Dikey tarımın klâsik tarım yollarıyla geliştirilen eserlere kıyasla daha varlıklı içeriğe sahip olabildiğine işaret eden Parıldar, “(Araştırmalarımız sonucunda çıkan) eserleri heba etmek, atmak yerine olağan ki tüketiciye sunmak durumundayız. 88 çeşitte deneme yaptık, 2 yıl içinde 6 tonun üzerinde eser sağladık. Yapmış olduğumuz denemelerin data setini hazırladık ve bir yatırımcı geldiği vakit bunlara maliyetsiz biçimde erişebilme imkanını ortaya koyuyoruz.”
Parıldar, artık eserleri talep eden bir market ve tüketici kümesinin da oluştuğunu ve bu pazar kümesine, ürettikleri eserleri fiyatı karşılığında vererek yeni yapacakları çalışmalar için kaynak sağladıklarını lisana getirdi.
Tarımın ulusal güvenlik ögesi olduğu tespitinde bulunan Parıldar, konuşmasını şöyle tamamladı:
“Bundan sonra biraz daha farklı çalışmalar da yapacağız.
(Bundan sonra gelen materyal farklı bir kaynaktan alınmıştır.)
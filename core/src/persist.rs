use anyhow::{Context, Result};
use std::fs::{create_dir_all, File};
use std::io::{BufWriter, Read, Write};
use std::path::{Path, PathBuf};

use crate::document::DocumentStore;
use crate::error::FormatError;
use crate::index::InvertedIndex;

pub const DEFAULT_INDEX_FILE: &str = "search-index.json";
pub const DEFAULT_STORE_FILE: &str = "document-store.json";

/// Where the two search artifacts live.
#[derive(Debug, Clone)]
pub struct IndexPaths {
    pub root: PathBuf,
    pub index_file: String,
    pub store_file: String,
}

impl IndexPaths {
    pub fn new<P: AsRef<Path>>(root: P) -> Self {
        Self {
            root: root.as_ref().to_path_buf(),
            index_file: DEFAULT_INDEX_FILE.to_string(),
            store_file: DEFAULT_STORE_FILE.to_string(),
        }
    }

    pub fn with_file_names(mut self, index_file: impl Into<String>, store_file: impl Into<String>) -> Self {
        self.index_file = index_file.into();
        self.store_file = store_file.into();
        self
    }

    pub fn index(&self) -> PathBuf { self.root.join(&self.index_file) }
    pub fn store(&self) -> PathBuf { self.root.join(&self.store_file) }
}

pub fn save_index(paths: &IndexPaths, index: &InvertedIndex) -> Result<()> {
    write_json(&paths.index(), index)
}

pub fn load_index(paths: &IndexPaths) -> Result<InvertedIndex> {
    let path = paths.index();
    let bytes = read_file(&path)?;
    parse_index(&bytes).with_context(|| format!("invalid search index {}", path.display()))
}

pub fn save_store(paths: &IndexPaths, store: &DocumentStore) -> Result<()> {
    write_json(&paths.store(), store)
}

pub fn load_store(paths: &IndexPaths) -> Result<DocumentStore> {
    let path = paths.store();
    let bytes = read_file(&path)?;
    parse_store(&bytes).with_context(|| format!("invalid document store {}", path.display()))
}

/// Decode and validate a serialized index, e.g. one fetched over HTTP.
pub fn parse_index(bytes: &[u8]) -> Result<InvertedIndex> {
    let index: InvertedIndex = serde_json::from_slice(bytes)?;
    index.validate()?;
    Ok(index)
}

pub fn parse_store(bytes: &[u8]) -> Result<DocumentStore> {
    Ok(serde_json::from_slice(bytes)?)
}

/// Every indexed document must have something to display.
pub fn check_consistency(index: &InvertedIndex, store: &DocumentStore) -> Result<(), FormatError> {
    match index.refs.iter().find(|r| !store.contains_key(r.as_str())) {
        Some(missing) => Err(FormatError::MissingStoreEntry(missing.clone())),
        None => Ok(()),
    }
}

/// Both artifacts or nothing; search stays off unless both load.
pub fn load_artifacts(paths: &IndexPaths) -> Result<(InvertedIndex, DocumentStore)> {
    let index = load_index(paths)?;
    let store = load_store(paths)?;
    if let Err(err) = check_consistency(&index, &store) {
        // Results without an entry are skipped at render time.
        tracing::warn!(%err, "index and document store are out of sync");
    }
    Ok((index, store))
}

pub fn save_artifacts(paths: &IndexPaths, index: &InvertedIndex, store: &DocumentStore) -> Result<()> {
    save_index(paths, index)?;
    save_store(paths, store)?;
    tracing::info!(index = %paths.index().display(), store = %paths.store().display(), "wrote search artifacts");
    Ok(())
}

fn write_json<T: serde::Serialize>(path: &Path, value: &T) -> Result<()> {
    if let Some(dir) = path.parent() {
        create_dir_all(dir).with_context(|| format!("creating {}", dir.display()))?;
    }
    let f = File::create(path).with_context(|| format!("creating {}", path.display()))?;
    let mut w = BufWriter::new(f);
    serde_json::to_writer(&mut w, value)?;
    w.flush().with_context(|| format!("writing {}", path.display()))?;
    Ok(())
}

fn read_file(path: &Path) -> Result<Vec<u8>> {
    let mut f = File::open(path).with_context(|| format!("opening {}", path.display()))?;
    let mut buf = Vec::new();
    f.read_to_end(&mut buf)?;
    Ok(buf)
}
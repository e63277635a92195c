//! Serves a generated site, search artifacts included, for local preview.

use anyhow::Result;
use axum::{extract::State, routing::get, Json, Router};
use serde::Serialize;
use sitesearch_core::persist::{load_artifacts, IndexPaths};
use std::path::PathBuf;
use std::sync::Arc;
use tower_http::cors::{AllowOrigin, Any, CorsLayer};
use tower_http::services::ServeDir;
use tower_http::trace::TraceLayer;

#[derive(Debug, Serialize, PartialEq)]
pub struct StatusResponse {
    pub search_available: bool,
    pub documents: usize,
    #[serde(skip_serializing_if = "Option::is_none")]
    pub error: Option<String>,
}

#[derive(Clone)]
pub struct AppState {
    pub site_root: PathBuf,
    pub paths: Arc<IndexPaths>,
}

pub fn build_app(site_root: PathBuf, paths: IndexPaths) -> Result<Router> {
    if !site_root.is_dir() {
        anyhow::bail!("site root {} is not a directory", site_root.display());
    }
    let state = AppState { site_root: site_root.clone(), paths: Arc::new(paths) };

    // CORS: read CORS_ALLOW_ORIGIN (comma-separated) or allow Any by default
    let cors = match std::env::var("CORS_ALLOW_ORIGIN") {
        Ok(val) => {
            let origins: Vec<_> = val.split(',').filter_map(|s| s.trim().parse().ok()).collect();
            if origins.is_empty() {
                CorsLayer::new().allow_origin(Any).allow_methods(Any).allow_headers(Any)
            } else {
                CorsLayer::new().allow_origin(AllowOrigin::list(origins)).allow_methods(Any).allow_headers(Any)
            }
        }
        Err(_) => CorsLayer::new().allow_origin(Any).allow_methods(Any).allow_headers(Any),
    };

    let app = Router::new()
        .route("/health", get(|| async { "ok" }))
        .route("/status", get(status_handler))
        .with_state(state)
        .fallback_service(ServeDir::new(site_root))
        .layer(cors)
        .layer(TraceLayer::new_for_http());
    Ok(app)
}

/// Whether the artifacts on disk would let a visitor search right now.
pub async fn status_handler(State(state): State<AppState>) -> Json<StatusResponse> {
    let paths = state.paths.clone();
    let loaded = tokio::task::spawn_blocking(move || load_artifacts(&paths)).await;
    let response = match loaded {
        Ok(Ok((index, _))) => StatusResponse { search_available: true, documents: index.num_docs(), error: None },
        Ok(Err(err)) => {
            tracing::warn!(error = %format!("{err:#}"), site = %state.site_root.display(), "search artifacts unusable");
            StatusResponse { search_available: false, documents: 0, error: Some(format!("{err:#}")) }
        }
        Err(err) => StatusResponse { search_available: false, documents: 0, error: Some(err.to_string()) },
    };
    Json(response)
}
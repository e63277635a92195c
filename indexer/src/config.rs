use anyhow::{Context, Result};
use serde::{Deserialize, Serialize};
use sitesearch_core::persist::{IndexPaths, DEFAULT_INDEX_FILE, DEFAULT_STORE_FILE};
use sitesearch_core::SearchConfig;
use std::path::{Path, PathBuf};

/// Where the site lives and how to read its pages.
#[derive(Debug, Clone, PartialEq, Serialize, Deserialize)]
#[serde(default)]
pub struct SiteConfig {
    pub site_root: PathBuf,
    /// Defaults to `site_root`, so the artifacts are served next to the pages.
    pub output_dir: Option<PathBuf>,
    /// Prefix for every page URL, e.g. `/SideNote/`.
    pub base_url: String,
    pub page_file_name: String,
    /// The top page is usually a listing, not content.
    pub exclude_root_page: bool,
    /// Paths relative to `site_root` whose pages are not indexed.
    pub exclude: Vec<String>,
    pub title_selector: String,
    /// Tried in order; the first one that matches supplies the body text.
    pub content_selectors: Vec<String>,
    pub index_file: String,
    pub store_file: String,
}

impl Default for SiteConfig {
    fn default() -> Self {
        Self {
            site_root: PathBuf::from("."),
            output_dir: None,
            base_url: "/".into(),
            page_file_name: "index.html".into(),
            exclude_root_page: true,
            exclude: Vec::new(),
            title_selector: "title".into(),
            content_selectors: vec!["main".into(), "body".into()],
            index_file: DEFAULT_INDEX_FILE.into(),
            store_file: DEFAULT_STORE_FILE.into(),
        }
    }
}

impl SiteConfig {
    pub fn index_paths(&self) -> IndexPaths {
        let root = self.output_dir.clone().unwrap_or_else(|| self.site_root.clone());
        IndexPaths::new(root).with_file_names(&self.index_file, &self.store_file)
    }
}

#[derive(Debug, Clone, Default, PartialEq, Serialize, Deserialize)]
#[serde(default)]
pub struct IndexerConfig {
    pub site: SiteConfig,
    pub search: SearchConfig,
}

impl IndexerConfig {
    pub fn load(path: &Path) -> Result<Self> {
        let text = std::fs::read_to_string(path).with_context(|| format!("reading config {}", path.display()))?;
        serde_json::from_str(&text).with_context(|| format!("parsing config {}", path.display()))
    }
}

#[cfg(test)]
mod tests {
    use super::*;

    #[test]
    fn nested_defaults() {
        let cfg: IndexerConfig = serde_json::from_str(r#"{"site":{"base_url":"/SideNote/"}}"#).unwrap();
        assert_eq!(cfg.site.base_url, "/SideNote/");
        assert_eq!(cfg.site.content_selectors, vec!["main", "body"]);
        assert_eq!(cfg.search.snippet_chars, 150);
    }

    #[test]
    fn artifacts_default_next_to_site() {
        let cfg = SiteConfig { site_root: "public".into(), ..Default::default() };
        assert_eq!(cfg.index_paths().index(), PathBuf::from("public/search-index.json"));
        assert_eq!(cfg.index_paths().store(), PathBuf::from("public/document-store.json"));
    }
}
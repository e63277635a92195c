use serde::{Deserialize, Serialize};

use crate::index::Field;
use crate::tokenizer::TokenizerConfig;

/// Everything that shapes indexing and searching, loadable from JSON.
///
/// Missing keys fall back to the defaults below, so an empty `{}` is a valid
/// configuration.
#[derive(Debug, Clone, PartialEq, Serialize, Deserialize)]
#[serde(default)]
pub struct SearchConfig {
    pub tokenizer: TokenizerConfig,
    pub fields: FieldWeights,
    /// Number of body characters kept as the display snippet.
    pub snippet_chars: usize,
    pub matching: MatchWeights,
    pub render: RenderConfig,
}

impl Default for SearchConfig {
    fn default() -> Self {
        Self {
            tokenizer: TokenizerConfig::default(),
            fields: FieldWeights::default(),
            snippet_chars: 150,
            matching: MatchWeights::default(),
            render: RenderConfig::default(),
        }
    }
}

impl SearchConfig {
    pub fn from_json(text: &str) -> anyhow::Result<Self> {
        Ok(serde_json::from_str(text)?)
    }
}

/// Relevance multiplier per field. A title hit is a much stronger signal than
/// a body hit.
#[derive(Debug, Clone, Copy, PartialEq, Serialize, Deserialize)]
#[serde(default)]
pub struct FieldWeights {
    pub title: f64,
    pub body: f64,
}

impl Default for FieldWeights {
    fn default() -> Self {
        Self { title: 10.0, body: 1.0 }
    }
}

impl FieldWeights {
    pub fn boost(&self, field: Field) -> f64 {
        match field {
            Field::Title => self.title,
            Field::Body => self.body,
        }
    }
}

/// Score multipliers for exact and trailing-wildcard matches.
#[derive(Debug, Clone, Copy, PartialEq, Serialize, Deserialize)]
#[serde(default)]
pub struct MatchWeights {
    pub exact: f64,
    pub prefix: f64,
    /// Upper bound on indexed terms a single query term expands to.
    pub max_prefix_expansions: usize,
}

impl Default for MatchWeights {
    fn default() -> Self {
        Self { exact: 1.0, prefix: 0.5, max_prefix_expansions: 256 }
    }
}

impl MatchWeights {
    /// Exact hits must never be worth less than prefix hits.
    pub fn normalized(self) -> Self {
        let exact = self.exact.max(0.0);
        let prefix = self.prefix.clamp(0.0, exact);
        Self { exact, prefix, max_prefix_expansions: self.max_prefix_expansions }
    }
}

#[derive(Debug, Clone, PartialEq, Serialize, Deserialize)]
#[serde(default)]
pub struct RenderConfig {
    /// CSS class put on the `<mark>` wrapping highlighted terms.
    pub highlight_class: String,
    /// Shown while the query box is empty.
    pub prompt_message: String,
    /// `{query}` is replaced with the escaped query.
    pub no_results_message: String,
    pub unavailable_message: String,
    pub loading_message: String,
    /// Cap on rendered results; 0 renders everything.
    pub max_results: usize,
}

impl Default for RenderConfig {
    fn default() -> Self {
        Self {
            highlight_class: "bg-yellow-200 rounded-sm px-1".into(),
            prompt_message: "検索結果はここに表示されます。".into(),
            no_results_message: "「{query}」に一致する結果は見つかりませんでした。".into(),
            unavailable_message: "検索インデックスの読み込みに失敗しました。".into(),
            loading_message: "検索インデックスを読み込んでいます…".into(),
            max_results: 0,
        }
    }
}
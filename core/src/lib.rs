//! Build-time full-text indexing and query-time search for static sites.
//!
//! The pipeline is split the same way at both ends: a [`Tokenizer`] built once
//! from a [`TokenizerConfig`] feeds the [`IndexBuilder`] when the site is
//! generated, and the very same configuration (recorded inside the serialized
//! index) drives the [`QueryEngine`] when a visitor types a query.

pub mod builder;
pub mod config;
pub mod document;
pub mod error;
pub mod index;
pub mod persist;
pub mod query;
pub mod render;
pub mod search;
pub mod segmenter;
pub mod session;
pub mod tokenizer;

pub use builder::{BuildOutput, IndexBuilder, SkippedDocument};
pub use config::{FieldWeights, MatchWeights, RenderConfig, SearchConfig};
pub use document::{Document, DocumentStore, DocumentStoreEntry};
pub use error::{FormatError, SessionError, SkipReason};
pub use index::{DocId, Field, InvertedIndex, Posting, TermEntry, INDEX_FORMAT_VERSION};
pub use render::{RenderedPage, RenderedResult, Renderer};
pub use search::{QueryEngine, QueryResult, SearchOutcome};
pub use session::{QueryTicket, SearchSession, SessionState};
pub use tokenizer::{Stemming, Tokenizer, TokenizerConfig};
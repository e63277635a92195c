use serde::{Deserialize, Serialize};
use std::collections::{BTreeMap, BTreeSet};
use std::ops::Bound;

use crate::config::FieldWeights;
use crate::error::FormatError;
use crate::tokenizer::TokenizerConfig;

/// Bumped whenever the serialized layout changes.
pub const INDEX_FORMAT_VERSION: u32 = 2;

/// Position of a document in [`InvertedIndex::refs`], i.e. corpus order.
pub type DocId = u32;

#[derive(Debug, Clone, Copy, PartialEq, Eq, PartialOrd, Ord, Hash, Serialize, Deserialize)]
#[serde(rename_all = "lowercase")]
pub enum Field {
    Title,
    Body,
}

impl Field {
    pub const ALL: [Field; 2] = [Field::Title, Field::Body];

    pub fn name(self) -> &'static str {
        match self {
            Field::Title => "title",
            Field::Body => "body",
        }
    }

    pub fn parse(name: &str) -> Option<Field> {
        Field::ALL.into_iter().find(|f| f.name().eq_ignore_ascii_case(name))
    }
}

#[derive(Debug, Clone, Copy, PartialEq, Eq, Serialize, Deserialize)]
pub struct Posting {
    pub doc: DocId,
    /// Occurrences of the term in the field.
    pub tf: u32,
}

#[derive(Debug, Clone, Default, PartialEq, Serialize, Deserialize)]
pub struct TermEntry {
    /// Distinct documents containing the term in any field.
    pub df: u32,
    /// Postings per field, sorted by doc.
    pub fields: BTreeMap<Field, Vec<Posting>>,
}

/// token -> field -> postings, plus everything needed to search it without
/// the source documents.
#[derive(Debug, Clone, PartialEq, Serialize, Deserialize)]
pub struct InvertedIndex {
    pub version: u32,
    /// Resolved configuration the index was tokenized with.
    pub tokenizer: TokenizerConfig,
    pub fields: FieldWeights,
    /// Document ids in corpus order.
    pub refs: Vec<String>,
    pub terms: BTreeMap<String, TermEntry>,
    /// Words as written -> the term they were stemmed to, for words whose
    /// stem differs. Lets a half-typed word that is already longer than its
    /// stem still reach the term.
    #[serde(default, skip_serializing_if = "BTreeMap::is_empty")]
    pub surfaces: BTreeMap<String, String>,
}

impl InvertedIndex {
    pub fn new(tokenizer: TokenizerConfig, fields: FieldWeights) -> Self {
        Self {
            version: INDEX_FORMAT_VERSION,
            tokenizer,
            fields,
            refs: Vec::new(),
            terms: BTreeMap::new(),
            surfaces: BTreeMap::new(),
        }
    }

    pub fn num_docs(&self) -> usize {
        self.refs.len()
    }

    pub fn doc_ref(&self, doc: DocId) -> Option<&str> {
        self.refs.get(doc as usize).map(String::as_str)
    }

    pub fn term(&self, term: &str) -> Option<&TermEntry> {
        self.terms.get(term)
    }

    /// Indexed terms that start with `prefix`, excluding `prefix` itself, in
    /// lexicographic order.
    pub fn terms_with_prefix<'a>(&'a self, prefix: &'a str) -> impl Iterator<Item = (&'a str, &'a TermEntry)> + 'a {
        self.terms
            .range::<str, _>((Bound::Excluded(prefix), Bound::Unbounded))
            .take_while(move |(term, _)| term.starts_with(prefix))
            .map(|(term, entry)| (term.as_str(), entry))
    }

    /// Terms reached through a surface form starting with `prefix`,
    /// deduplicated, in surface order.
    pub fn stems_with_prefix<'a>(&'a self, prefix: &'a str) -> impl Iterator<Item = &'a str> + 'a {
        let mut seen = BTreeSet::new();
        self.surfaces
            .range::<str, _>((Bound::Included(prefix), Bound::Unbounded))
            .take_while(move |(surface, _)| surface.starts_with(prefix))
            .map(|(_, term)| term.as_str())
            .filter(move |term| seen.insert(*term))
    }

    /// Checks the version and that every posting points at a known document.
    pub fn validate(&self) -> Result<(), FormatError> {
        if self.version != INDEX_FORMAT_VERSION {
            return Err(FormatError::UnsupportedVersion { found: self.version, expected: INDEX_FORMAT_VERSION });
        }
        let num_docs = self.refs.len();
        for (term, entry) in &self.terms {
            for posting in entry.fields.values().flatten() {
                if posting.doc as usize >= num_docs {
                    return Err(FormatError::DanglingPosting { term: term.clone(), doc: posting.doc, num_docs });
                }
            }
        }
        Ok(())
    }
}
use proptest::prelude::*;
use sitesearch_core::persist::{load_artifacts, save_artifacts, IndexPaths};
use sitesearch_core::{
    Document, IndexBuilder, MatchWeights, QueryEngine, RenderedPage, Renderer, SearchConfig, SearchOutcome,
    SearchSession, SessionState, Stemming, Tokenizer, TokenizerConfig,
};
use std::sync::Arc;
use tempfile::tempdir;

fn corpus() -> Vec<Document> {
    vec![
        Document::new("/a/", "Getting Started", "This guide explains installation steps."),
        Document::new("/b/", "Installation Notes", "Getting started is easy."),
    ]
}

fn engine_for(docs: &[Document], config: &SearchConfig) -> (QueryEngine, sitesearch_core::DocumentStore) {
    let tokenizer = Arc::new(Tokenizer::new(config.tokenizer.clone()));
    let out = IndexBuilder::new(&tokenizer, config).build(docs);
    (QueryEngine::new(Arc::new(out.index), tokenizer, config.matching), out.store)
}

#[test]
fn title_match_ranks_above_body_match() {
    let (engine, _) = engine_for(&corpus(), &SearchConfig::default());
    let results = engine.search("installation");
    let refs: Vec<&str> = results.iter().map(|r| r.reference.as_str()).collect();
    assert_eq!(refs, vec!["/b/", "/a/"]);
    assert!(results[0].score >= results[1].score);
}

#[test]
fn title_only_beats_body_only_with_stemming() {
    let config = SearchConfig {
        tokenizer: TokenizerConfig { stemming: Stemming::Enabled, ..Default::default() },
        ..Default::default()
    };
    let (engine, _) = engine_for(&corpus(), &config);
    let results = engine.search("Installations");
    assert_eq!(results[0].reference, "/b/");
    assert_eq!(results.len(), 2);
}

#[test]
fn empty_and_whitespace_queries_return_nothing() {
    let (engine, _) = engine_for(&corpus(), &SearchConfig::default());
    assert!(engine.search("").is_empty());
    assert!(engine.search("   \t\n").is_empty());
}

#[test]
fn special_characters_never_panic() {
    let (engine, store) = engine_for(&corpus(), &SearchConfig::default());
    let renderer = Renderer::new(Default::default(), engine.tokenizer().clone());
    for q in ["\"", "*", "install*", "title:", ":", "+", "-", "~1", "^10", "(", "[a-", "\\", "'\"<>&", "foo:bar:baz"] {
        let results = engine.search(q);
        let page = renderer.render(&results, &store, q);
        assert!(!page.to_html().contains("<script"));
    }
    assert_eq!(engine.search("install*")[0].reference, "/b/");
}

#[test]
fn serialized_index_answers_like_the_in_memory_one() {
    let config = SearchConfig::default();
    let tokenizer = Tokenizer::new(config.tokenizer.clone());
    let docs = vec![
        Document::new("/a/", "Getting Started", "This guide explains installation steps."),
        Document::new("/b/", "Installation Notes", "Getting started is easy."),
        Document::new("/c/", "全文検索", "静的サイトに全文検索を追加する"),
    ];
    let out = IndexBuilder::new(&tokenizer, &config).build(&docs);

    let dir = tempdir().unwrap();
    let paths = IndexPaths::new(dir.path());
    save_artifacts(&paths, &out.index, &out.store).unwrap();
    let (index, store) = load_artifacts(&paths).unwrap();
    assert_eq!(index, out.index);
    assert_eq!(store, out.store);

    let tokenizer = Arc::new(tokenizer);
    let direct = QueryEngine::new(Arc::new(out.index), tokenizer.clone(), MatchWeights::default());
    let loaded = QueryEngine::new(Arc::new(index), tokenizer, MatchWeights::default());
    for q in ["installation", "getting started", "検索", "静", "+guide", "title:notes"] {
        assert_eq!(direct.search(q), loaded.search(q), "query {q:?}");
    }
}

#[test]
fn session_loads_from_disk_and_reports_failures() {
    let dir = tempdir().unwrap();
    let paths = IndexPaths::new(dir.path());

    let broken = SearchSession::new(SearchConfig::default());
    assert_eq!(broken.load(&paths).unwrap(), SessionState::Failed);
    assert!(matches!(broken.search("installation"), RenderedPage::Unavailable { .. }));

    let config = SearchConfig::default();
    let tokenizer = Tokenizer::new(config.tokenizer.clone());
    let out = IndexBuilder::new(&tokenizer, &config).build(&corpus());
    save_artifacts(&paths, &out.index, &out.store).unwrap();

    let session = SearchSession::new(config);
    assert_eq!(session.load(&paths).unwrap(), SessionState::Ready);
    match session.outcome("installation") {
        SearchOutcome::Results(r) => assert_eq!(r.len(), 2),
        SearchOutcome::Unavailable => panic!("expected results"),
    }
    let html = session.search("installation").to_html();
    assert!(html.contains("<mark class=\"bg-yellow-200 rounded-sm px-1\">Installation</mark> Notes"));
}

#[test]
fn partial_artifacts_disable_search() {
    let dir = tempdir().unwrap();
    let paths = IndexPaths::new(dir.path());
    let config = SearchConfig::default();
    let tokenizer = Tokenizer::new(config.tokenizer.clone());
    let out = IndexBuilder::new(&tokenizer, &config).build(&corpus());
    sitesearch_core::persist::save_index(&paths, &out.index).unwrap();

    let session = SearchSession::new(config);
    assert_eq!(session.load(&paths).unwrap(), SessionState::Failed);
    assert!(!session.input_enabled());
}

fn arb_docs() -> impl Strategy<Value = Vec<Document>> {
    let word = prop::sample::select(vec![
        "rust", "search", "index", "検索", "全文", "サイト", "の", "install", "notes", "", "を",
    ]);
    let text = prop::collection::vec(word, 0..8).prop_map(|w| w.join(" "));
    prop::collection::vec((text.clone(), text), 0..6).prop_map(|pairs| {
        pairs
            .into_iter()
            .enumerate()
            .map(|(i, (title, body))| Document::new(format!("/p{i}/"), title, body))
            .collect()
    })
}

proptest! {
    #[test]
    fn tokenizing_twice_is_identical(text in "\\PC{0,64}") {
        let t = Tokenizer::default();
        prop_assert_eq!(t.tokenize(text.as_str()), t.tokenize(text.as_str()));
    }

    #[test]
    fn every_indexed_doc_has_a_store_entry(docs in arb_docs()) {
        let tokenizer = Tokenizer::default();
        let out = IndexBuilder::new(&tokenizer, &SearchConfig::default()).build(&docs);
        for r in &out.index.refs {
            prop_assert!(out.store.contains_key(r));
        }
        for entry in out.index.terms.values() {
            for posting in entry.fields.values().flatten() {
                prop_assert!((posting.doc as usize) < out.index.refs.len());
            }
        }
        prop_assert_eq!(out.index.refs.len() + out.skipped.len(), docs.len());
    }

    #[test]
    fn arbitrary_queries_never_panic(q in "\\PC{0,32}") {
        let (engine, store) = engine_for(&corpus(), &SearchConfig::default());
        let results = engine.search(&q);
        let renderer = Renderer::new(Default::default(), engine.tokenizer().clone());
        let _ = renderer.render(&results, &store, &q).to_html();
    }
}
Tahminen ilaç endüstrisinin gereksinimi olan bitkilerin çalışmalarını da tekrar bu tesisimizde bakanlığımızla birlikte bakanlığımızdan müsaade alarak, sürdürerek yeniden bir data setini de yatırımcıya, bakanlığımıza ve bu işle ilgilenen herkese sunacağız. Bakın 2 yıl içerisinde Kapalı Dikey Tarım Uygulama Merkezi’mizi yaklaşık 10 bin kişinin üzerinde ziyaretçiyle buluşturmuşuz. Bunun içerisinde bitki nedir, nasıl yetiştirilir diye eğitim alan, merak eden çocuklarımızdan tutun, lisede öğrencilerimize, gençlerimize, üniversitede tarımla ilgili çalışan, okuyan genç kuşaklarımıza, araştırma yapan, geliştirme yapan uzman arkadaşlarımıza ki şu anda bu işletmede iki doktora bir de yüksek lisans çalışması yapılmakta, onlara bir ortam sağlıyoruz.”